HARD SLEEPER TRAIN, CHINA
APRIL 11-12

The "hard sleeper" train from Hong Kong to Shanghai turned out to be a six-berth compartment with lightly (and I stress "lightly") padded bunks. Mine was the top berth. I had a foot and a half between my head and the ceiling, but well over seven feet between myself and the floor. But I was lucky to have a bunk at all, since the trains were sold out for the Easter holiday.

"Why don't you take the plane?" asked the well-intentioned agent at Hong Kong's Phoenix Travel. "If you take the train, you will be traveling for 26 hours. If you take the plane, you will travel for one or two hours."

I'd lied and said that I couldn't afford the plane. I had given up trying to explain to people that I couldn't take airplanes for the sake of a website.

I had inadvertantly kicked a nice Hong Kong woman in the face while trying to get my bag up to the top bunk. I didn't regret it later when she and her traveling companions brought out their mahjong tiles. They invited others into the cabin, and the marathon mahjong game began. I took my book and pulled down a jumpseat in the hall, while vendors and attendants squeezed around me. I would've been hopelessly morose without the copy of "Catch-22" that I'd picked up way back in Singapore.

There was no smoking or spitting yet. I'd been warned by countless China-travel veterans that the Chinese were always spitting or smoking. Hong Kong must be different, I reasoned. All my cabinmates were guilty of was playing mahjong and talking at top volume, as if the person next to them were a car away.
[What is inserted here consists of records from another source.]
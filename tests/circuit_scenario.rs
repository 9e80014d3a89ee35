use async_trait::async_trait;
use chrono::{Duration, Utc};
use serde_json::{json, Value};
use std::sync::atomic::{AtomicBool, AtomicUsize, Ordering};
use std::sync::Arc;

use threatsync::config::Config;
use threatsync::event::{Event, NotificationHub, Topic};
use threatsync::model::Feed;
use threatsync::remote::OfflineRemote;
use threatsync::resilient::{AnalysisClient, ResilientClient};
use threatsync::rules::circuit::CircuitState;
use threatsync::scheduler::{BackgroundScheduler, LoadGauge};
use threatsync::store::Stores;
use threatsync::sync::{FeedError, FeedSource, SyncCoordinator};

/// Feed that fails while `down` is set and counts every poll.
struct FlakyFeed {
  down: AtomicBool,
  polls: AtomicUsize,
}

#[async_trait]
impl FeedSource for FlakyFeed {
  async fn poll(&self, feed: &Feed, _batch_size: usize) -> Result<Vec<Value>, FeedError> {
    self.polls.fetch_add(1, Ordering::SeqCst);
    if self.down.load(Ordering::SeqCst) {
      return Err(FeedError::Unreachable {
        feed: feed.id.clone(),
        reason: "503 from upstream".to_string(),
      });
    }
    Ok(vec![
      json!({ "indicator": "203.0.113.77", "type": "ip", "severity": "high" }),
      json!({ "indicator": "beacon.example", "type": "domain" }),
    ])
  }
}

#[tokio::test]
async fn feed_circuit_opens_skips_and_recovers() {
  let config = Config::default();
  let stores = Stores::new();
  stores.feeds.upsert(Feed {
    id: "feed-x".to_string(),
    name: "Feed X".to_string(),
    ..Feed::default()
  });

  let hub = NotificationHub::new();
  let mut ticks = hub.subscribe(&[Topic::SystemTick]);
  let mut notices = hub.subscribe(&[Topic::UserNotification]);

  let source = Arc::new(FlakyFeed {
    down: AtomicBool::new(true),
    polls: AtomicUsize::new(0),
  });
  let (scheduler, scheduler_handle) =
    BackgroundScheduler::start(config.scheduler.clone(), Some(Arc::new(LoadGauge::new(1))));
  let analysis = AnalysisClient::new(
    Arc::new(OfflineRemote),
    ResilientClient::new(config.remote.timeout()).with_hub(hub.clone()),
    config.access.clone(),
  );
  let coordinator = SyncCoordinator::new(
    stores.clone(),
    config.clone(),
    analysis,
    scheduler,
    source.clone(),
    hub.clone(),
  );

  let start = Utc::now();
  let circuit = || stores.feeds.get("feed-x").unwrap().circuit;

  // Three consecutive failures trip the breaker on the third
  for (i, expected) in [CircuitState::Closed, CircuitState::Closed, CircuitState::Open]
    .into_iter()
    .enumerate()
  {
    let summary = coordinator
      .run_tick_at(start + Duration::seconds(30 * i as i64))
      .await;
    assert_eq!(summary.ingest.failed, 1);
    assert_eq!(circuit().state, expected);
  }
  assert_eq!(circuit().consecutive_failures, 3);
  assert_eq!(source.polls.load(Ordering::SeqCst), 3);

  // Fourth tick, inside the cooldown: skipped without polling
  source.down.store(false, Ordering::SeqCst);
  let skipped = coordinator.run_tick_at(start + Duration::seconds(90)).await;
  assert_eq!(skipped.ingest.skipped, 1);
  assert_eq!(skipped.ingest.polled, 0);
  assert_eq!(source.polls.load(Ordering::SeqCst), 3);
  assert!(stores.threats.is_empty());

  // After the cooldown a single trial poll succeeds and closes the circuit
  let opened_at = circuit().opened_at.unwrap();
  let recovered = coordinator
    .run_tick_at(opened_at + config.circuit.cooldown() + Duration::seconds(1))
    .await;
  assert_eq!(recovered.ingest.polled, 1);
  assert_eq!(recovered.ingest.ingested, 2);
  assert_eq!(circuit().state, CircuitState::Closed);
  assert_eq!(circuit().consecutive_failures, 0);
  assert_eq!(stores.threats.len(), 2);
  assert_eq!(stores.feeds.get("feed-x").unwrap().records_ingested, 2);

  // One SystemTick per tick; feed failures and open circuits are not user-facing
  let published: Vec<u64> = ticks
    .drain()
    .into_iter()
    .filter_map(|e| match e {
      Event::SystemTick(summary) => Some(summary.tick),
      _ => None,
    })
    .collect();
  assert_eq!(published, vec![1, 2, 3, 4, 5]);
  assert!(notices.drain().is_empty());

  scheduler_handle.shutdown().await;
}

#[tokio::test]
async fn reobserved_indicator_raises_confidence() {
  let config = Config::default();
  let stores = Stores::new();
  stores.feeds.upsert(Feed {
    id: "feed-y".to_string(),
    ..Feed::default()
  });
  let source = Arc::new(FlakyFeed {
    down: AtomicBool::new(false),
    polls: AtomicUsize::new(0),
  });
  let (scheduler, scheduler_handle) = BackgroundScheduler::start(config.scheduler.clone(), None);
  let coordinator = SyncCoordinator::new(
    stores.clone(),
    config.clone(),
    AnalysisClient::new(
      Arc::new(OfflineRemote),
      ResilientClient::new(config.remote.timeout()),
      config.access.clone(),
    ),
    scheduler,
    source,
    NotificationHub::new(),
  );

  let first = coordinator.run_tick().await;
  let second = coordinator.run_tick().await;

  assert_eq!(first.ingest.ingested, 2);
  assert_eq!(second.ingest.ingested, 0);
  assert_eq!(second.ingest.merged, 2);
  assert_eq!(stores.threats.len(), 2);
  assert!(stores
    .threats
    .get_all()
    .iter()
    .all(|t| t.confidence == 50 + config.dedup.confidence_increment));

  scheduler_handle.shutdown().await;
}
We went through Customs at the Chinese border and a Japanese couple's food was stolen while we were off the train. Sadly, the mahjong tiles were left intact.

My food wasn't stolen, so I forlornly ate my turkey and avocado on baguette, and read until it seemed like a suitable time for bed. I climbed the three stories to my bunk, where I lay under the glaring overhead light and listened to the wild gaming party going on seven feet below. A man lay on the berth just across from me, pretending to sleep. I spotted him glaring at those below and we shared a chuckle. I am a skilled sleeper, and it wasn't long before I managed to sleep in spite of the raucous fun below.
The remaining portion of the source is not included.